Merely a few days prior to President Donald Trump’s inauguration, hackers compromised over 70 percent of storage devices that store data from feds CCTV cameras in Washington DO.C in a cyber attack.
It appears this was an attack of Ransomware, which has become the most widely used method for hackers to get money from victims without any effort.
Ransomware is a form of malware that hackers use to lock digital files, after which they demand payment in the form of Bitcoin in order to have the files unlocked.
At first, the attackers used to target computers and smartphones but today, the targets are usually Internet of Things, IOT devices.
123 out of the 187 network video recorders were infected with ransomware and each of these controls between 1 and 4 CCTVs installed in public places across Washington D.C. This caused the systems to be offline from 12th to 15th January 2017, not recording anything.

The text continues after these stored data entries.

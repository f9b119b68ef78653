//! Store-wide metadata: the change version counter and time-window bounds.
//!
//! # Invariants
//! - `metadata.version` only moves forward; the schema trigger rejects any
//!   non-increasing write.
//! - `time_windows` always holds exactly the four named windows.

use crate::model::schedule::{TimeWindow, TimeWindowTable, WindowBounds};
use crate::repo::{count_to_u32, ensure_connection_ready, RepoError, RepoResult};
use rusqlite::{params, Connection};

const REQUIRED_TABLES: &[&str] = &["metadata", "time_windows"];
const VERSION_KEY: &str = "version";

/// SQLite-backed access to the `metadata` and `time_windows` tables.
pub struct SqliteMetadataRepository<'conn> {
    conn: &'conn Connection,
}

impl<'conn> SqliteMetadataRepository<'conn> {
    /// Constructs a repository from a migrated/ready connection.
    pub fn try_new(conn: &'conn Connection) -> RepoResult<Self> {
        ensure_connection_ready(conn, REQUIRED_TABLES)?;
        Ok(Self { conn })
    }

    /// Reads the committed version visible to this connection.
    pub fn read_version(&self) -> RepoResult<u64> {
        let value: i64 = self.conn.query_row(
            "SELECT value FROM metadata WHERE key = ?1;",
            [VERSION_KEY],
            |row| row.get(0),
        )?;
        version_from_db(value)
    }

    /// Increments the version and returns the new value.
    ///
    /// Must run inside the caller's write transaction so the bump commits or
    /// rolls back with the mutation it stamps.
    pub fn bump_version(&self) -> RepoResult<u64> {
        let value: i64 = self.conn.query_row(
            "UPDATE metadata
             SET value = value + 1
             WHERE key = ?1
             RETURNING value;",
            [VERSION_KEY],
            |row| row.get(0),
        )?;
        version_from_db(value)
    }

    pub fn load_time_windows(&self) -> RepoResult<TimeWindowTable> {
        let mut stmt = self.conn.prepare(
            "SELECT name, start_minute, end_minute
             FROM time_windows
             ORDER BY position ASC;",
        )?;
        let mut rows = stmt.query([])?;
        let mut loaded = [WindowBounds::new(0, 0); 4];
        let mut seen = 0usize;
        while let Some(row) = rows.next()? {
            let name: String = row.get("name")?;
            let window = TimeWindow::from_code(&name).ok_or_else(|| {
                RepoError::InvalidData(format!("invalid window `{name}` in time_windows.name"))
            })?;
            loaded[window.position()] = WindowBounds::new(
                count_to_u32(row.get("start_minute")?, "time_windows.start_minute")?,
                count_to_u32(row.get("end_minute")?, "time_windows.end_minute")?,
            );
            seen += 1;
        }

        if seen != TimeWindow::ALL.len() {
            return Err(RepoError::InvalidData(format!(
                "expected {} time_windows rows, found {seen}",
                TimeWindow::ALL.len()
            )));
        }
        TimeWindowTable::try_new(loaded)
            .map_err(|err| RepoError::InvalidData(format!("invalid time_windows rows: {err}")))
    }

    /// Overwrites the persisted bounds of every window.
    pub fn store_time_windows(&self, table: &TimeWindowTable) -> RepoResult<()> {
        let mut stmt = self.conn.prepare(
            "UPDATE time_windows
             SET start_minute = ?2, end_minute = ?3
             WHERE name = ?1;",
        )?;
        for (window, bounds) in table.iter() {
            let changed = stmt.execute(params![
                window.code(),
                bounds.start_minute,
                bounds.end_minute
            ])?;
            if changed == 0 {
                return Err(RepoError::InvalidData(format!(
                    "missing time_windows row for `{window}`"
                )));
            }
        }
        Ok(())
    }
}

fn version_from_db(value: i64) -> RepoResult<u64> {
    u64::try_from(value)
        .map_err(|_| RepoError::InvalidData(format!("invalid version `{value}` in metadata")))
}
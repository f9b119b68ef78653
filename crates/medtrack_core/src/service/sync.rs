//! Change-version coordination for polling consumers.
//!
//! # Responsibility
//! - Stamp every committed mutation with a strictly increasing version.
//! - Answer "has anything changed since `v`?" without loading state.
//!
//! # Invariants
//! - The authoritative version lives in `metadata` and is bumped inside the
//!   mutating transaction, so other processes observe it on commit.
//! - The in-process cache only moves forward (`fetch_max`).

use crate::repo::metadata_repo::SqliteMetadataRepository;
use crate::service::error::TrackerResult;
use rusqlite::Connection;
use std::sync::atomic::{AtomicU64, Ordering};

/// Owner of the store version counter.
#[derive(Debug, Default)]
pub struct SyncCoordinator {
    observed: AtomicU64,
}

impl SyncCoordinator {
    /// Increments the persisted version inside the caller's write transaction.
    ///
    /// The returned value must only be published after commit.
    pub fn bump(&self, conn: &Connection) -> TrackerResult<u64> {
        let repo = SqliteMetadataRepository::try_new(conn)?;
        Ok(repo.bump_version()?)
    }

    /// Reads the committed version and refreshes the cache.
    pub fn read(&self, conn: &Connection) -> TrackerResult<u64> {
        let repo = SqliteMetadataRepository::try_new(conn)?;
        let version = repo.read_version()?;
        self.publish(version);
        Ok(version)
    }

    /// Records a committed version; older values are ignored.
    pub fn publish(&self, version: u64) {
        self.observed.fetch_max(version, Ordering::AcqRel);
    }

    /// Highest version this process has committed or read. Lock-free; may lag
    /// behind writes made by other processes.
    pub fn last_observed(&self) -> u64 {
        self.observed.load(Ordering::Acquire)
    }
}
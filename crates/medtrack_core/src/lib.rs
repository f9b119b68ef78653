//! Core domain logic for household medicine tracking.
//! This crate is the single source of truth for dose, inventory and
//! adherence invariants.

pub mod config;
pub mod db;
pub mod logging;
pub mod model;
pub mod repo;
pub mod service;

pub use config::{ConfigError, TrackerConfig};
pub use logging::{default_log_level, init_from_config, init_logging, logging_status};
pub use model::medicine::{
    Medicine, MedicineId, MedicinePatch, MedicineSpec, MedicineValidationError,
};
pub use model::schedule::{TimeWindow, TimeWindowTable, WindowBounds};
pub use model::tracking::{
    DoseInstance, DoseState, DoseStatus, SkipReason, SkipRecord, TrackingEvent, TrackingRecord,
};
pub use repo::{ConflictKind, RepoError};
pub use service::adherence::{AdherenceQuery, AdherenceReport, DayAdherence};
pub use service::error::{TrackerError, TrackerResult};
pub use service::inventory::{LowStockItem, MarkTakenResult};
pub use service::reminder::TodaySummary;
pub use service::tracker::{
    BatchOutcome, DeletedMedicine, HistoryQuery, MedicineQuery, MedicineTracker, Paged,
    TrackerOptions,
};
pub use service::transaction::RetryPolicy;

/// Returns the core crate version.
pub fn core_version() -> &'static str {
    env!("CARGO_PKG_VERSION")
}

The officials in charge of the system responded by taking the systems offline and removing the malware before rebooting the system. They did not pay any ransoms however.
Although the systems were put back how they should be, it is not clear whether there was any valuable data lost.
The chief technology office for Washington sait investigations were underway to ascertain the source of the hacking and assured the public that the attack was only limited to CCTVs and did not extend to government networks.
Ransomware is used by hackers to squeeze money out of victims. It has been around for years, but it has recently picked up speed, becoming more sophisticated and frequent. A hotel in Austria was hit, resulting in hundreds of guests being locked outside until the hotel fulfilled the ransom demands.
There are two most widely ransomware: KillDisk data wiping and Popcorn Time. KillDisk encrypts files and and then the attackers ask for ransoms to get the data restored. Popcorn Time allows the victim to choose between paying or allowing the hack to infect two more people and have them pay the ransom.
The best way to avoid being a victim is to have preventive measures in place. The best preventive measure is to be cautious within organisations and always have backups in case anything happens.
It is also important to have the best possible antivirus installed and never to open attachments you do not know since that is how these attacks occur.